WHAT YOU ARE ASKED TO DO » Would you reproduce, without any alteration, the lines from the opening line of the entries through the line that has "use crate::stego::error::StegoError;" in it?

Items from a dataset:
******
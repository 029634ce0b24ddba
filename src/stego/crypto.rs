// Copyright (c) 2026 Christoph Gaffga
// SPDX-License-Identifier: GPL-3.0-only
// https://github.com/cgaffga/phasmcore

//! Password-based payload encryption.
//!
//! Two schemes are supported, selected through [`CipherParams`]:
//!
//! - **Legacy CBC** (default, wire-compatible with existing stego images):
//!   PBKDF2-HMAC-SHA1 derives a 256-bit key from password + salt; the body is
//!   `iv(16) ‖ AES-256-CBC(PKCS#7(plaintext))`. There is no authentication
//!   tag. A wrong password is only noticed when the decrypted padding is
//!   invalid, and corrupted ciphertext may decrypt to garbage. The decode
//!   pipeline additionally checks the recovered size against the frame
//!   header.
//! - **Sealed GCM-SIV** (opt-in): Argon2id derives the key; the body is
//!   `nonce(12) ‖ AES-256-GCM-SIV(plaintext) ‖ tag(16)`. Wrong passwords
//!   and tampering are always detected.
//!
//! The salt is a constructor argument. Its default is the fixed public
//! constant used by the legacy format, which means a given password maps to
//! the same key in every image and precomputed dictionaries apply to all of
//! them. Changing the salt breaks compatibility with images written under the
//! old one.

use aes::Aes256;
use aes_gcm_siv::aead::Aead;
use aes_gcm_siv::{Aes256GcmSiv, KeyInit, Nonce};
use argon2::Argon2;
use cbc::cipher::block_padding::Pkcs7;
use cbc::cipher::{BlockDecryptMut, BlockEncryptMut, KeyIvInit};
use rand::RngCore;
use serde::{Deserialize, Serialize};
use sha1::Sha1;
use zeroize::Zeroizing;

use crate::stego::error::StegoError;

type Aes256CbcEnc = cbc::Encryptor<Aes256>;
type Aes256CbcDec = cbc::Decryptor<Aes256>;

/// Derived key length in bytes (AES-256).
pub const KEY_LEN: usize = 32;
/// AES block length; also the CBC IV length.
pub const BLOCK_LEN: usize = 16;
/// CBC initialization vector length in bytes.
pub const IV_LEN: usize = 16;
/// AES-GCM-SIV nonce length in bytes.
pub const NONCE_LEN: usize = 12;
/// AES-GCM-SIV authentication tag length in bytes.
pub const TAG_LEN: usize = 16;

/// Salt of the legacy format.
pub const DEFAULT_SALT: &[u8] = b"steganography_salt";
/// PBKDF2 iteration count of the legacy format.
pub const DEFAULT_PBKDF2_ROUNDS: u32 = 1000;
/// Shortest salt accepted (Argon2 rejects anything shorter).
pub const MIN_SALT_LEN: usize = 8;

/// A derived key, wiped on drop.
pub type Key = Zeroizing<[u8; KEY_LEN]>;

/// Encryption scheme for the frame body.
#[derive(Debug, Clone, Copy, PartialEq, Eq, Default, Serialize, Deserialize)]
#[serde(rename_all = "kebab-case")]
pub enum CipherScheme {
    /// PBKDF2-HMAC-SHA1 + AES-256-CBC with PKCS#7 padding.
    #[default]
    LegacyCbc,
    /// Argon2id + AES-256-GCM-SIV.
    SealedGcmSiv,
}

impl CipherScheme {
    /// Name as written in configuration files.
    pub fn as_str(self) -> &'static str {
        match self {
            Self::LegacyCbc => "legacy-cbc",
            Self::SealedGcmSiv => "sealed-gcm-siv",
        }
    }
}

/// Key-derivation inputs shared by encoder and decoder.
#[derive(Debug, Clone, PartialEq, Eq)]
pub struct CipherParams {
    scheme: CipherScheme,
    salt: Vec<u8>,
    rounds: u32,
}

impl CipherParams {
    /// Build parameters with an explicit salt and PBKDF2 round count.
    /// `rounds` is ignored by the sealed scheme (Argon2id uses its defaults).
    ///
    /// # Errors
    /// [`StegoError::InvalidCipherParams`] if the salt is shorter than
    /// [`MIN_SALT_LEN`] or `rounds` is zero.
    pub fn new(scheme: CipherScheme, salt: impl Into<Vec<u8>>, rounds: u32) -> Result<Self, StegoError> {
        let salt = salt.into();
        if salt.len() < MIN_SALT_LEN {
            return Err(StegoError::InvalidCipherParams(format!(
                "salt must be at least {MIN_SALT_LEN} bytes, got {}",
                salt.len()
            )));
        }
        if rounds == 0 {
            return Err(StegoError::InvalidCipherParams("rounds must be positive".into()));
        }
        Ok(Self { scheme, salt, rounds })
    }

    /// Parameters of the legacy wire format.
    pub fn legacy() -> Self {
        Self {
            scheme: CipherScheme::LegacyCbc,
            salt: DEFAULT_SALT.to_vec(),
            rounds: DEFAULT_PBKDF2_ROUNDS,
        }
    }

    /// Authenticated scheme with the default salt.
    pub fn sealed() -> Self {
        Self { scheme: CipherScheme::SealedGcmSiv, ..Self::legacy() }
    }

    pub fn scheme(&self) -> CipherScheme {
        self.scheme
    }

    pub fn salt(&self) -> &[u8] {
        &self.salt
    }

    pub fn rounds(&self) -> u32 {
        self.rounds
    }
}

impl Default for CipherParams {
    fn default() -> Self {
        Self::legacy()
    }
}

/// Derive the 256-bit key for `password`. Deterministic for a given
/// password and parameter set.
pub fn derive_key(password: &str, params: &CipherParams) -> Result<Key, StegoError> {
    let mut key = Zeroizing::new([0u8; KEY_LEN]);
    match params.scheme {
        CipherScheme::LegacyCbc => {
            pbkdf2::pbkdf2_hmac::<Sha1>(password.as_bytes(), &params.salt, params.rounds, &mut *key);
        }
        CipherScheme::SealedGcmSiv => {
            Argon2::default()
                .hash_password_into(password.as_bytes(), &params.salt, &mut *key)
                .map_err(|e| StegoError::InvalidCipherParams(e.to_string()))?;
        }
    }
    Ok(key)
}

/// Encrypt with AES-256-CBC under a fresh random IV.
///
/// Returns `iv ‖ ciphertext`; the ciphertext is the PKCS#7-padded plaintext
/// (always 1–16 bytes longer than the input).
pub fn encrypt(key: &[u8; KEY_LEN], plaintext: &[u8]) -> Vec<u8> {
    let mut iv = [0u8; IV_LEN];
    rand::thread_rng().fill_bytes(&mut iv);
    encrypt_with_iv(key, &iv, plaintext)
}

/// Encrypt with AES-256-CBC using a caller-provided IV.
pub fn encrypt_with_iv(key: &[u8; KEY_LEN], iv: &[u8; IV_LEN], plaintext: &[u8]) -> Vec<u8> {
    let cipher = Aes256CbcEnc::new(key.into(), iv.into());
    let ciphertext = cipher.encrypt_padded_vec_mut::<Pkcs7>(plaintext);

    let mut blob = Vec::with_capacity(IV_LEN + ciphertext.len());
    blob.extend_from_slice(iv);
    blob.extend_from_slice(&ciphertext);
    blob
}

/// Decrypt an `iv ‖ ciphertext` blob produced by [`encrypt`].
///
/// # Errors
/// [`StegoError::DecryptionFailed`] if the blob is too short, the ciphertext
/// is not whole blocks, or the PKCS#7 padding is invalid.
pub fn decrypt(key: &[u8; KEY_LEN], blob: &[u8]) -> Result<Vec<u8>, StegoError> {
    if blob.len() < IV_LEN + BLOCK_LEN {
        return Err(StegoError::DecryptionFailed);
    }
    let (iv, ciphertext) = blob.split_at(IV_LEN);
    if ciphertext.len() % BLOCK_LEN != 0 {
        return Err(StegoError::DecryptionFailed);
    }

    let cipher = Aes256CbcDec::new_from_slices(key, iv).map_err(|_| StegoError::DecryptionFailed)?;
    cipher
        .decrypt_padded_vec_mut::<Pkcs7>(ciphertext)
        .map_err(|_| StegoError::DecryptionFailed)
}

/// Encrypt with AES-256-GCM-SIV under a fresh random nonce.
///
/// Returns `nonce ‖ ciphertext ‖ tag`.
pub fn encrypt_sealed(key: &[u8; KEY_LEN], plaintext: &[u8]) -> Vec<u8> {
    let mut nonce_bytes = [0u8; NONCE_LEN];
    rand::thread_rng().fill_bytes(&mut nonce_bytes);

    let cipher = Aes256GcmSiv::new(key.into());
    let nonce = Nonce::from_slice(&nonce_bytes);
    let ciphertext = cipher.encrypt(nonce, plaintext).expect("AES-GCM-SIV encrypt should not fail");

    let mut blob = Vec::with_capacity(NONCE_LEN + ciphertext.len());
    blob.extend_from_slice(&nonce_bytes);
    blob.extend_from_slice(&ciphertext);
    blob
}

/// Decrypt a blob produced by [`encrypt_sealed`].
///
/// # Errors
/// [`StegoError::DecryptionFailed`] on a short blob, wrong key or tampering.
pub fn decrypt_sealed(key: &[u8; KEY_LEN], blob: &[u8]) -> Result<Vec<u8>, StegoError> {
    if blob.len() < NONCE_LEN + TAG_LEN {
        return Err(StegoError::DecryptionFailed);
    }
    let (nonce_bytes, ciphertext) = blob.split_at(NONCE_LEN);

    let cipher = Aes256GcmSiv::new(key.into());
    cipher
        .decrypt(Nonce::from_slice(nonce_bytes), ciphertext)
        .map_err(|_| StegoError::DecryptionFailed)
}

/// A key bound to one password for one encode or decode call.
pub struct PayloadCipher {
    key: Key,
    scheme: CipherScheme,
}

impl PayloadCipher {
    /// Derive the key for `password` under `params`.
    pub fn new(password: &str, params: &CipherParams) -> Result<Self, StegoError> {
        Ok(Self { key: derive_key(password, params)?, scheme: params.scheme })
    }

    pub fn scheme(&self) -> CipherScheme {
        self.scheme
    }

    pub fn encrypt(&self, plaintext: &[u8]) -> Vec<u8> {
        match self.scheme {
            CipherScheme::LegacyCbc => encrypt(&self.key, plaintext),
            CipherScheme::SealedGcmSiv => encrypt_sealed(&self.key, plaintext),
        }
    }

    pub fn decrypt(&self, blob: &[u8]) -> Result<Vec<u8>, StegoError> {
        match self.scheme {
            CipherScheme::LegacyCbc => decrypt(&self.key, blob),
            CipherScheme::SealedGcmSiv => decrypt_sealed(&self.key, blob),
        }
    }
}

#[cfg(test)]
mod tests {
    use super::*;

    // Reduced work factor for the bulk of the tests.
    fn fast() -> CipherParams {
        CipherParams::new(CipherScheme::LegacyCbc, DEFAULT_SALT, 16).unwrap()
    }

    #[test]
    fn encrypt_decrypt_roundtrip() {
        let key = derive_key("secret123", &fast()).unwrap();
        let msg = b"Hello, steganography!";
        let blob = encrypt(&key, msg);
        assert_eq!(decrypt(&key, &blob).unwrap(), msg);
    }

    #[test]
    fn blob_layout_is_iv_plus_padded_blocks() {
        let key = derive_key("pw", &fast()).unwrap();
        assert_eq!(encrypt(&key, &[]).len(), IV_LEN + 16);
        assert_eq!(encrypt(&key, &[0u8; 15]).len(), IV_LEN + 16);
        // Whole-block input gets a full block of padding.
        assert_eq!(encrypt(&key, &[0u8; 16]).len(), IV_LEN + 32);
        assert_eq!(encrypt(&key, &[0u8; 8192]).len(), IV_LEN + 8192 + 16);
    }

    #[test]
    fn padding_value_equals_pad_length() {
        let key = [7u8; KEY_LEN];
        let iv = [0u8; IV_LEN];
        let blob = encrypt_with_iv(&key, &iv, b"abc");
        let raw = Aes256CbcDec::new_from_slices(&key, &iv)
            .unwrap()
            .decrypt_padded_vec_mut::<cbc::cipher::block_padding::NoPadding>(&blob[IV_LEN..])
            .unwrap();
        assert_eq!(&raw[..3], b"abc");
        assert!(raw[3..].iter().all(|&b| b == 13));
    }

    #[test]
    fn cbc_matches_nist_sp800_38a_first_block() {
        // SP 800-38A F.2.5 CBC-AES256.Encrypt, block #1.
        let key: [u8; KEY_LEN] = [
            0x60, 0x3d, 0xeb, 0x10, 0x15, 0xca, 0x71, 0xbe, 0x2b, 0x73, 0xae, 0xf0, 0x85, 0x7d, 0x77, 0x81,
            0x1f, 0x35, 0x2c, 0x07, 0x3b, 0x61, 0x08, 0xd7, 0x2d, 0x98, 0x10, 0xa3, 0x09, 0x14, 0xdf, 0xf4,
        ];
        let iv: [u8; IV_LEN] = core::array::from_fn(|i| i as u8);
        let plaintext = [
            0x6b, 0xc1, 0xbe, 0xe2, 0x2e, 0x40, 0x9f, 0x96, 0xe9, 0x3d, 0x7e, 0x11, 0x73, 0x93, 0x17, 0x2a,
        ];
        let expected = [
            0xf5, 0x8c, 0x4c, 0x04, 0xd6, 0xe5, 0xf1, 0xba, 0x77, 0x9e, 0xab, 0xfb, 0x5f, 0x7b, 0xfb, 0xd6,
        ];
        let blob = encrypt_with_iv(&key, &iv, &plaintext);
        assert_eq!(&blob[..IV_LEN], &iv);
        assert_eq!(&blob[IV_LEN..IV_LEN + 16], &expected);
    }

    #[test]
    fn pbkdf2_sha1_matches_rfc6070() {
        // RFC 6070 test case 5 (dkLen 25 is a prefix of our 32-byte key).
        let params = CipherParams::new(
            CipherScheme::LegacyCbc,
            &b"saltSALTsaltSALTsaltSALTsaltSALTsalt"[..],
            4096,
        )
        .unwrap();
        let key = derive_key("passwordPASSWORDpassword", &params).unwrap();
        let expected = [
            0x3d, 0x2e, 0xec, 0x4f, 0xe4, 0x1c, 0x84, 0x9b, 0x80, 0xc8, 0xd8, 0x36, 0x62, 0xc0, 0xe4, 0x4a,
            0x8b, 0x29, 0x1a, 0x96, 0x4c, 0xf2, 0xf0, 0x70, 0x38,
        ];
        assert_eq!(&key[..25], &expected);
    }

    #[test]
    fn key_deterministic_and_password_dependent() {
        let params = CipherParams::default();
        assert_eq!(derive_key("mypass", &params).unwrap(), derive_key("mypass", &params).unwrap());
        assert_ne!(derive_key("pass1", &params).unwrap(), derive_key("pass2", &params).unwrap());
    }

    #[test]
    fn key_differs_by_salt() {
        let a = CipherParams::new(CipherScheme::LegacyCbc, &b"salt-one"[..], 16).unwrap();
        let b = CipherParams::new(CipherScheme::LegacyCbc, &b"salt-two"[..], 16).unwrap();
        assert_ne!(derive_key("pw", &a).unwrap(), derive_key("pw", &b).unwrap());
    }

    #[test]
    fn ciphertext_differs_per_encryption() {
        let key = derive_key("pass", &fast()).unwrap();
        let msg = b"same message";
        assert_ne!(encrypt(&key, msg), encrypt(&key, msg));
    }

    #[test]
    fn wrong_password_never_returns_plaintext() {
        let msg = vec![0x42u8; 100];
        let good = derive_key("correct", &fast()).unwrap();
        let bad = derive_key("wrong", &fast()).unwrap();
        let blob = encrypt(&good, &msg);
        match decrypt(&bad, &blob) {
            Err(StegoError::DecryptionFailed) => {}
            Ok(pt) => assert_ne!(pt, msg),
            Err(other) => panic!("unexpected error {other:?}"),
        }
    }

    #[test]
    fn malformed_blobs_rejected() {
        let key = [1u8; KEY_LEN];
        assert!(matches!(decrypt(&key, &[]), Err(StegoError::DecryptionFailed)));
        assert!(matches!(decrypt(&key, &[0u8; 16]), Err(StegoError::DecryptionFailed)));
        assert!(matches!(decrypt(&key, &[0u8; 40]), Err(StegoError::DecryptionFailed)));
    }

    #[test]
    fn short_salt_and_zero_rounds_rejected() {
        assert!(matches!(
            CipherParams::new(CipherScheme::LegacyCbc, &b"short"[..], 1000),
            Err(StegoError::InvalidCipherParams(_))
        ));
        assert!(matches!(
            CipherParams::new(CipherScheme::LegacyCbc, DEFAULT_SALT, 0),
            Err(StegoError::InvalidCipherParams(_))
        ));
    }

    #[test]
    fn sealed_roundtrip_and_wrong_key() {
        let params = CipherParams::sealed();
        let cipher = PayloadCipher::new("pw", &params).unwrap();
        let blob = cipher.encrypt(b"latent bytes");
        assert_eq!(blob.len(), NONCE_LEN + 12 + TAG_LEN);
        assert_eq!(cipher.decrypt(&blob).unwrap(), b"latent bytes");

        let other = PayloadCipher::new("not-pw", &params).unwrap();
        assert!(matches!(other.decrypt(&blob), Err(StegoError::DecryptionFailed)));
    }

    #[test]
    fn sealed_detects_tampering() {
        let cipher = PayloadCipher::new("pw", &CipherParams::sealed()).unwrap();
        let mut blob = cipher.encrypt(&[9u8; 64]);
        blob[NONCE_LEN + 3] ^= 0x01;
        assert!(matches!(cipher.decrypt(&blob), Err(StegoError::DecryptionFailed)));
    }

    #[test]
    fn scheme_names_match_config_spelling() {
        #[derive(Deserialize)]
        struct Wrapper {
            scheme: CipherScheme,
        }
        for scheme in [CipherScheme::LegacyCbc, CipherScheme::SealedGcmSiv] {
            let parsed: Wrapper = toml::from_str(&format!("scheme = \"{}\"", scheme.as_str())).unwrap();
            assert_eq!(parsed.scheme, scheme);
        }
    }

    #[test]
    fn schemes_derive_different_keys() {
        let legacy = derive_key("same", &CipherParams::legacy()).unwrap();
        let sealed = derive_key("same", &CipherParams::sealed()).unwrap();
        assert_ne!(legacy, sealed);
    }
}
******
OUTPUT OF THE EXERCISE »
repository 029634ce0b24ddba
filename src/stego/crypto.rs
// Copyright (c) 2026 Christoph Gaffga
// SPDX-License-Identifier: GPL-3.0-only
// https://github.com/cgaffga/phasmcore

//! Password-based payload encryption.
//!
//! Two schemes are supported, selected through [`CipherParams`]:
//!
//! - **Legacy CBC** (default, wire-compatible with existing stego images):
//!   PBKDF2-HMAC-SHA1 derives a 256-bit key from password + salt; the body is
//!   `iv(16) ‖ AES-256-CBC(PKCS#7(plaintext))`. There is no authentication
//!   tag. A wrong password is only noticed when the decrypted padding is
//!   invalid, and corrupted ciphertext may decrypt to garbage. The decode
//!   pipeline additionally checks the recovered size against the frame
//!   header.
//! - **Sealed GCM-SIV** (opt-in): Argon2id derives the key; the body is
//!   `nonce(12) ‖ AES-256-GCM-SIV(plaintext) ‖ tag(16)`. Wrong passwords
//!   and tampering are always detected.
//!
//! The salt is a constructor argument. Its default is the fixed public
//! constant used by the legacy format, which means a given password maps to
//! the same key in every image and precomputed dictionaries apply to all of
//! them. Changing the salt breaks compatibility with images written under the
//! old one.

use aes::Aes256;
use aes_gcm_siv::aead::Aead;
use aes_gcm_siv::{Aes256GcmSiv, KeyInit, Nonce};
use argon2::Argon2;
use cbc::cipher::block_padding::Pkcs7;
use cbc::cipher::{BlockDecryptMut, BlockEncryptMut, KeyIvInit};
use rand::RngCore;
use serde::{Deserialize, Serialize};
use sha1::Sha1;
use zeroize::Zeroizing;

use crate::stego::error::StegoError;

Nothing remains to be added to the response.